Nonlinear damping in large-amplitude vibrations: modelling and experiments

Experimental data clearly show a strong and nonlinear dependence of damping from the maximum vibration amplitude reached in a cycle for macro- and microstructural elements. This dependence takes a completely different level with respect to the frequency shift of resonances due to nonlinearity, which is commonly of 10–25% at most for shells, plates and beams. The experiments show that a damping value over six times larger than the linear one must be expected for vibration of thin plates when the vibration amplitude is about twice the thickness. This is a huge change! The present study derives accurately, for the first time, the nonlinear damping from a fractional viscoelastic standard solid model by introducing geometric nonlinearity in it.
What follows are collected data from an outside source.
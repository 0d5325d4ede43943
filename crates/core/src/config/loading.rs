//! Configuration loading from files and environment variables

use crate::error::{Error, Result};
use config::{Config as ConfigLib, ConfigBuilder as LibConfigBuilder, Environment, File};
use std::path::{Path, PathBuf};
use tracing::debug;

use super::defaults::*;
use super::{global_config_path, Config};

type Builder = LibConfigBuilder<config::builder::DefaultState>;

/// Helper to set a config default with consistent error mapping
fn set_config_default<T: Into<config::Value>>(
    builder: Builder,
    key: &str,
    value: T,
) -> Result<Builder> {
    builder
        .set_default(key, value)
        .map_err(|e| Error::config(format!("Failed to set {key} default: {e}")))
}

fn builder_with_defaults() -> Result<Builder> {
    let builder = ConfigLib::builder();
    let builder = set_config_default(builder, "backend.base_url", default_base_url())?;
    let builder = set_config_default(
        builder,
        "backend.timeout_secs",
        default_timeout_secs() as i64,
    )?;
    let builder = set_config_default(builder, "search.debounce_ms", default_debounce_ms() as i64)?;
    set_config_default(builder, "agent.name", default_agent_name())
}

fn finish(builder: Builder) -> Result<Config> {
    // Environment variables with WFO_SEARCH_ prefix, `__` between nested keys
    let builder = builder.add_source(
        Environment::with_prefix("WFO_SEARCH")
            .prefix_separator("_")
            .separator("__")
            .try_parsing(true),
    );

    let config = builder
        .build()
        .map_err(|e| Error::config(format!("Failed to build config: {e}")))?;

    config
        .try_deserialize()
        .map_err(|e| Error::config(format!("Failed to deserialize config: {e}")))
}

impl Config {
    /// Loads configuration from a TOML file with environment variable overrides
    ///
    /// A missing file is not an error. Environment variables are prefixed with
    /// `WFO_SEARCH_` and use double underscores for nested values, for example
    /// `WFO_SEARCH_BACKEND__BASE_URL=http://search:8081`.
    pub fn from_file(path: &Path) -> Result<Self> {
        let mut builder = builder_with_defaults()?;
        if path.exists() {
            builder = builder.add_source(File::from(path));
        }
        finish(builder)
    }

    /// Creates a config from a TOML string (useful for testing)
    pub fn from_toml_str(content: &str) -> Result<Self> {
        toml::from_str(content).map_err(|e| Error::config(format!("Failed to parse TOML: {e}")))
    }

    /// Load configuration from every layer
    ///
    /// Precedence (lowest to highest):
    /// 1. Hardcoded defaults
    /// 2. Global config file (~/.wfo-search/config.toml), if present
    /// 3. Explicit config file (--config), which must exist
    /// 4. Environment variables (WFO_SEARCH_*)
    ///
    /// Returns the config together with the files that contributed to it.
    pub fn load_layered(explicit: Option<&Path>) -> Result<(Self, Vec<PathBuf>)> {
        let mut builder = builder_with_defaults()?;
        let mut sources = Vec::new();

        match global_config_path() {
            Ok(global) if global.exists() => {
                builder = builder.add_source(File::from(global.as_path()));
                sources.push(global);
            }
            Ok(_) => {}
            Err(e) => debug!("Skipping global config: {e}"),
        }

        if let Some(path) = explicit {
            if !path.exists() {
                return Err(Error::config(format!(
                    "Config file not found: {}",
                    path.display()
                )));
            }
            builder = builder.add_source(File::from(path));
            sources.push(path.to_path_buf());
        }

        let config = finish(builder)?;
        debug!("Loaded config from {} file(s)", sources.len());
        Ok((config, sources))
    }
}
//! Input debouncing
//!
//! Holds the most recent value and releases it only after it has been left
//! alone for the whole window. Every push restarts the window.

use std::time::Duration;
use tokio::time::{sleep_until, Instant};
use tracing::trace;

struct Pending<T> {
    value: T,
    deadline: Instant,
    /// How many earlier values this one replaced
    superseded: usize,
}

/// Single-slot debouncer driven from a `select!` loop
pub struct Debouncer<T> {
    window: Duration,
    pending: Option<Pending<T>>,
}

impl<T> Debouncer<T> {
    /// Create a new debouncer
    pub fn new(window: Duration) -> Self {
        Self {
            window,
            pending: None,
        }
    }

    /// Replace the pending value and restart the window
    pub fn push(&mut self, value: T) {
        let superseded = self.pending.as_ref().map_or(0, |p| p.superseded + 1);
        if superseded > 0 {
            trace!("Debounce window restarted ({superseded} superseded)");
        }
        self.pending = Some(Pending {
            value,
            deadline: Instant::now() + self.window,
            superseded,
        });
    }

    pub fn is_pending(&self) -> bool {
        self.pending.is_some()
    }

    pub fn deadline(&self) -> Option<Instant> {
        self.pending.as_ref().map(|p| p.deadline)
    }

    /// Wait for the pending value to settle and take it
    ///
    /// Never resolves while nothing is pending. Cancel safe: dropping the
    /// future keeps the pending value.
    pub async fn settled(&mut self) -> T {
        loop {
            match self.deadline() {
                Some(deadline) => {
                    sleep_until(deadline).await;
                    if let Some(pending) = self.pending.take() {
                        return pending.value;
                    }
                }
                None => std::future::pending::<()>().await,
            }
        }
    }
}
The damping model obtained is nonlinear, and its frequency dependence can be tuned by the fractional derivative to match the material behaviour. The solution is obtained for a nonlinear single-degree-of-freedom system by harmonic balance. Numerical results are compared to experimental forced vibration responses measured for large-amplitude vibrations of a rectangular plate (hardening system), a circular cylindrical panel (softening system) and a clamped rod made of zirconium alloy (weak hardening system). Sets of experiments have been obtained at different harmonic excitation forces. Experimental results present a very large damping increase with the peak vibration amplitude, and the model is capable of reproducing them with very good accuracy.